How to complete this task: Repeat all of the records verbatim.

Data excerpts:
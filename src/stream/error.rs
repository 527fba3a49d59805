//! Error types for the protocol engine.

use std::fmt;
use std::io;
use thiserror::Error;

use crate::protocol::DataType;

/// Handshake stage, in wire order.
#[derive(Debug, Clone, Copy, PartialEq, Eq)]
pub enum HandshakeStage {
    Direction,
    DataType,
    DataSize,
    Name,
}

impl fmt::Display for HandshakeStage {
    fn fmt(&self, f: &mut fmt::Formatter<'_>) -> fmt::Result {
        let label = match self {
            HandshakeStage::Direction => "direction",
            HandshakeStage::DataType => "data type",
            HandshakeStage::DataSize => "data size",
            HandshakeStage::Name => "name",
        };
        f.write_str(label)
    }
}

/// Reasons a handshake fails. Every variant is terminal for the connection.
#[derive(Debug, Error)]
pub enum HandshakeError {
    /// The client stayed silent for `stalls` consecutive attempts.
    #[error("no data from client during {stage} stage after {stalls} attempts")]
    Stalled { stage: HandshakeStage, stalls: u32 },

    /// First byte was not a direction sentinel.
    #[error("unexpected direction byte {0}")]
    UnexpectedDirection(u8),

    /// Recognised data type that this server does not implement.
    #[error("{0} streams are not implemented")]
    UnsupportedDataType(DataType),

    /// Data type byte matched no known sentinel.
    #[error("unexpected data type byte {0}")]
    UnexpectedDataType(u8),

    /// A non-zero read returned fewer bytes than the stage requires.
    #[error("read {got} bytes during {stage} stage, expected {expected}")]
    ShortRead {
        stage: HandshakeStage,
        expected: usize,
        got: usize,
    },

    /// Negotiated values per cycle outside `1..=max`.
    #[error("data size {size} outside 1..={max}")]
    InvalidDataSize { size: u32, max: u32 },

    /// Declared name length above the sanity limit.
    #[error("stream name of {len} bytes exceeds limit of {max}")]
    NameTooLong { len: u32, max: u32 },

    /// Another live connection already negotiated this name.
    #[error("stream name {0:?} is already held by a live connection")]
    NameInUse(String),

    /// The peer went away mid-negotiation.
    #[error("client disconnected during {stage} stage")]
    Disconnected { stage: HandshakeStage },

    /// Transport failure.
    #[error("I/O error during {stage} stage: {source}")]
    Io {
        stage: HandshakeStage,
        #[source]
        source: io::Error,
    },

    /// Handshake attempted on a connection that cannot negotiate.
    #[error("connection is {0}")]
    InvalidState(&'static str),
}

/// Reasons a steady-state cycle fails.
#[derive(Debug, Error)]
pub enum SessionError {
    #[error("expected acknowledgement byte {expected}, got {got}")]
    UnexpectedAck { expected: u8, got: u8 },

    #[error("wrote {written} of {expected} bytes")]
    ShortWrite { expected: usize, written: usize },

    /// Partial blocks are never committed to the buffer.
    #[error("read {got} of {expected} bytes")]
    ShortRead { expected: usize, got: usize },

    #[error("transport error: {0}")]
    Io(#[from] io::Error),
}

/// Errors raised to the computation side by explicit buffer access.
#[derive(Debug, Clone, Copy, PartialEq, Eq, Error)]
pub enum BufferError {
    /// Pop from an empty buffer.
    #[error("stream buffer is empty")]
    Empty,
    /// No buffer exists until the stream name has been negotiated.
    #[error("stream buffer is not attached yet")]
    Detached,
}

Written solution:
filename src/stream/error.rs
repository 527fba3a49d59805
//! Error types for the protocol engine.

use std::fmt;
use std::io;
use thiserror::Error;

use crate::protocol::DataType;

/// Handshake stage, in wire order.
#[derive(Debug, Clone, Copy, PartialEq, Eq)]
pub enum HandshakeStage {
    Direction,
    DataType,
    DataSize,
    Name,
}

impl fmt::Display for HandshakeStage {
    fn fmt(&self, f: &mut fmt::Formatter<'_>) -> fmt::Result {
        let label = match self {
            HandshakeStage::Direction => "direction",
            HandshakeStage::DataType => "data type",
            HandshakeStage::DataSize => "data size",
            HandshakeStage::Name => "name",
        };
        f.write_str(label)
    }
}

/// Reasons a handshake fails. Every variant is terminal for the connection.
#[derive(Debug, Error)]
pub enum HandshakeError {
    /// The client stayed silent for `stalls` consecutive attempts.
    #[error("no data from client during {stage} stage after {stalls} attempts")]
    Stalled { stage: HandshakeStage, stalls: u32 },

    /// First byte was not a direction sentinel.
    #[error("unexpected direction byte {0}")]
    UnexpectedDirection(u8),

    /// Recognised data type that this server does not implement.
    #[error("{0} streams are not implemented")]
    UnsupportedDataType(DataType),

    /// Data type byte matched no known sentinel.
    #[error("unexpected data type byte {0}")]
    UnexpectedDataType(u8),

    /// A non-zero read returned fewer bytes than the stage requires.
    #[error("read {got} bytes during {stage} stage, expected {expected}")]
    ShortRead {
        stage: HandshakeStage,
        expected: usize,
        got: usize,
    },

    /// Negotiated values per cycle outside `1..=max`.
    #[error("data size {size} outside 1..={max}")]
    InvalidDataSize { size: u32, max: u32 },

    /// Declared name length above the sanity limit.
    #[error("stream name of {len} bytes exceeds limit of {max}")]
    NameTooLong { len: u32, max: u32 },

    /// Another live connection already negotiated this name.
    #[error("stream name {0:?} is already held by a live connection")]
    NameInUse(String),

    /// The peer went away mid-negotiation.
    #[error("client disconnected during {stage} stage")]
    Disconnected { stage: HandshakeStage },

    /// Transport failure.
    #[error("I/O error during {stage} stage: {source}")]
    Io {
        stage: HandshakeStage,
        #[source]
        source: io::Error,
    },

    /// Handshake attempted on a connection that cannot negotiate.
    #[error("connection is {0}")]
    InvalidState(&'static str),
}

/// Reasons a steady-state cycle fails.
#[derive(Debug, Error)]
pub enum SessionError {
    #[error("expected acknowledgement byte {expected}, got {got}")]
    UnexpectedAck { expected: u8, got: u8 },

    #[error("wrote {written} of {expected} bytes")]
    ShortWrite { expected: usize, written: usize },

    /// Partial blocks are never committed to the buffer.
    #[error("read {got} of {expected} bytes")]
    ShortRead { expected: usize, got: usize },

    #[error("transport error: {0}")]
    Io(#[from] io::Error),
}

/// Errors raised to the computation side by explicit buffer access.
#[derive(Debug, Clone, Copy, PartialEq, Eq, Error)]
pub enum BufferError {
    /// Pop from an empty buffer.
    #[error("stream buffer is empty")]
    Empty,
    /// No buffer exists until the stream name has been negotiated.
    #[error("stream buffer is not attached yet")]
    Detached,
}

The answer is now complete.